High pressure treatment

High pressure treatment for the inactivation of microorganisms have been the subject of research for some time and are already being used successfully in specific areas of industrial practice. In classic hydrostatic high-pressure processes (HHP), the materials to be treated are exposed to pressures of 6,000-10,000 bar (600 – 1000 MPa) in order to kill microorganisms [1]. The materials to be treated are usually liquids or dissolved substances. However, it is also possible to treat solids, provided they can be introduced into a liquid (e.g. water). However, the inactivating effect on microorganisms depends on the type of microorganism. Some special types of bacteria withstand HHP treatment very well [2]. In addition to HHP, there are other high-pressure processes such as the high-pressure homogenization of liquid foods [3].

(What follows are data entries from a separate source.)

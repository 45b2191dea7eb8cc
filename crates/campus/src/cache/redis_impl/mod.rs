//! Redis cache shared by every instance of the service.

mod cache;
mod error;

pub use cache::RedisCache;
//! Disciplinary actions taken against students.

use std::sync::Arc;

use uuid::Uuid;

use campus_core::school::{
    validate_disciplinary_action, CreateDisciplinaryActionRequest, DisciplinaryAction,
    ServiceError, ServiceResult, UpdateDisciplinaryActionRequest,
};
use campus_core::storage::{
    DisciplinaryActionRepository, ListQuery, Page, StudentBehaviorRepository, StudentRepository,
};

use super::require_student;

#[derive(Clone)]
pub struct DisciplinaryActionService {
    students: Arc<dyn StudentRepository>,
    behaviors: Arc<dyn StudentBehaviorRepository>,
    actions: Arc<dyn DisciplinaryActionRepository>,
}

impl DisciplinaryActionService {
    pub fn new(
        students: Arc<dyn StudentRepository>,
        behaviors: Arc<dyn StudentBehaviorRepository>,
        actions: Arc<dyn DisciplinaryActionRepository>,
    ) -> Self {
        Self {
            students,
            behaviors,
            actions,
        }
    }

    /// Records an action against a student, optionally in response to one
    /// of that student's behaviors.
    pub async fn create(
        &self,
        student_id: Uuid,
        request: CreateDisciplinaryActionRequest,
    ) -> ServiceResult<DisciplinaryAction> {
        let action = request.into_action(student_id);
        validate_disciplinary_action(&action)?;
        require_student(self.students.as_ref(), student_id).await?;

        if let Some(behavior_id) = action.behavior_id {
            let behavior = self
                .behaviors
                .get_student_behavior(behavior_id)
                .await?
                .ok_or_else(|| ServiceError::not_found("StudentBehavior", behavior_id))?;
            if behavior.student_id != student_id {
                return Err(ServiceError::validation(
                    "behaviorId",
                    "behavior belongs to another student",
                ));
            }
        }

        self.actions.create_disciplinary_action(&action).await?;
        tracing::info!(
            disciplinary_action_id = %action.id,
            student_id = %student_id,
            "Disciplinary action created"
        );
        Ok(action)
    }

    pub async fn get(&self, id: Uuid) -> ServiceResult<DisciplinaryAction> {
        self.actions
            .get_disciplinary_action(id)
            .await?
            .ok_or_else(|| ServiceError::not_found("DisciplinaryAction", id))
    }

    pub async fn list(
        &self,
        student_id: Uuid,
        query: &ListQuery,
    ) -> ServiceResult<Page<DisciplinaryAction>> {
        query.validate()?;
        require_student(self.students.as_ref(), student_id).await?;
        Ok(self.actions.list_disciplinary_actions(student_id, query).await?)
    }

    pub async fn update(
        &self,
        id: Uuid,
        request: UpdateDisciplinaryActionRequest,
    ) -> ServiceResult<DisciplinaryAction> {
        let mut action = self.get(id).await?;
        request.apply_to(&mut action);
        validate_disciplinary_action(&action)?;

        self.actions.update_disciplinary_action(&action).await?;
        Ok(action)
    }

    pub async fn delete(&self, id: Uuid) -> ServiceResult<DisciplinaryAction> {
        let action = self.get(id).await?;
        self.actions.delete_disciplinary_action(&action).await?;
        Ok(action)
    }
}

#[cfg(test)]
mod tests {
    use super::*;
    use crate::services::testing::Fixture;
    use campus_core::school::{BehaviorType, DisciplinaryStatus, Role, StudentBehavior};
    use chrono::NaiveDate;

    fn detention() -> CreateDisciplinaryActionRequest {
        CreateDisciplinaryActionRequest {
            action: "Detention".to_string(),
            reason: "Late homework".to_string(),
            status: None,
            remarks: None,
            date: NaiveDate::from_ymd_opt(2024, 9, 5),
            behavior_id: None,
        }
    }

    #[tokio::test]
    async fn test_missing_student_is_not_found() {
        let fx = Fixture::new();
        let ghost = Uuid::new_v4();

        let result = fx.services.disciplinary_actions.create(ghost, detention()).await;
        assert_eq!(result.unwrap_err(), ServiceError::not_found("Student", ghost));
    }

    #[tokio::test]
    async fn test_behavior_of_another_student_is_rejected() {
        let fx = Fixture::new();
        let teacher = fx.user("tom", Role::Teacher).await;
        let ann = fx.student("ann").await;
        let ben = fx.student("ben").await;

        let behavior = StudentBehavior::new(
            ben.id,
            teacher.id,
            NaiveDate::from_ymd_opt(2024, 9, 4).unwrap(),
            BehaviorType::Negative,
            "Talking in class",
        );
        fx.storage.create_student_behavior(&behavior).await.unwrap();

        let request = CreateDisciplinaryActionRequest {
            behavior_id: Some(behavior.id),
            ..detention()
        };
        let result = fx.services.disciplinary_actions.create(ann.id, request).await;
        assert!(matches!(result, Err(ServiceError::Validation(e)) if e.has_field("behaviorId")));
    }

    #[tokio::test]
    async fn test_defaults_to_pending_and_updates_status() {
        let fx = Fixture::new();
        let ann = fx.student("ann").await;
        let service = &fx.services.disciplinary_actions;

        let action = service.create(ann.id, detention()).await.unwrap();
        assert_eq!(action.status, DisciplinaryStatus::Pending);

        let update = UpdateDisciplinaryActionRequest {
            status: Some(DisciplinaryStatus::Resolved),
            ..UpdateDisciplinaryActionRequest::default()
        };
        service.update(action.id, update).await.unwrap();

        let resolved = service
            .list(ann.id, &ListQuery::default().with_search("resolved"))
            .await
            .unwrap();
        assert_eq!(resolved.total, 1);
    }
}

The advantage of such high-pressure processes is the inactivation of microorganisms at low temperatures (ambient temperature), without the use of disinfectants/biocides and without chemically altering or changing the quality of the treated products. The original properties of the treated goods are affected only slightly by the processes [4]. These processes are therefore considered to be residue-free and particularly mild. For this reason, high-pressure processes are used in the treatment of foodstuffs, spices, pharmaceutical preparations, etc. A well-known everyday application is the high-pressure treatment of high-quality and sensitive products, such as fresh direct juices or fruit purees, whose taste would be altered too much by heating [5].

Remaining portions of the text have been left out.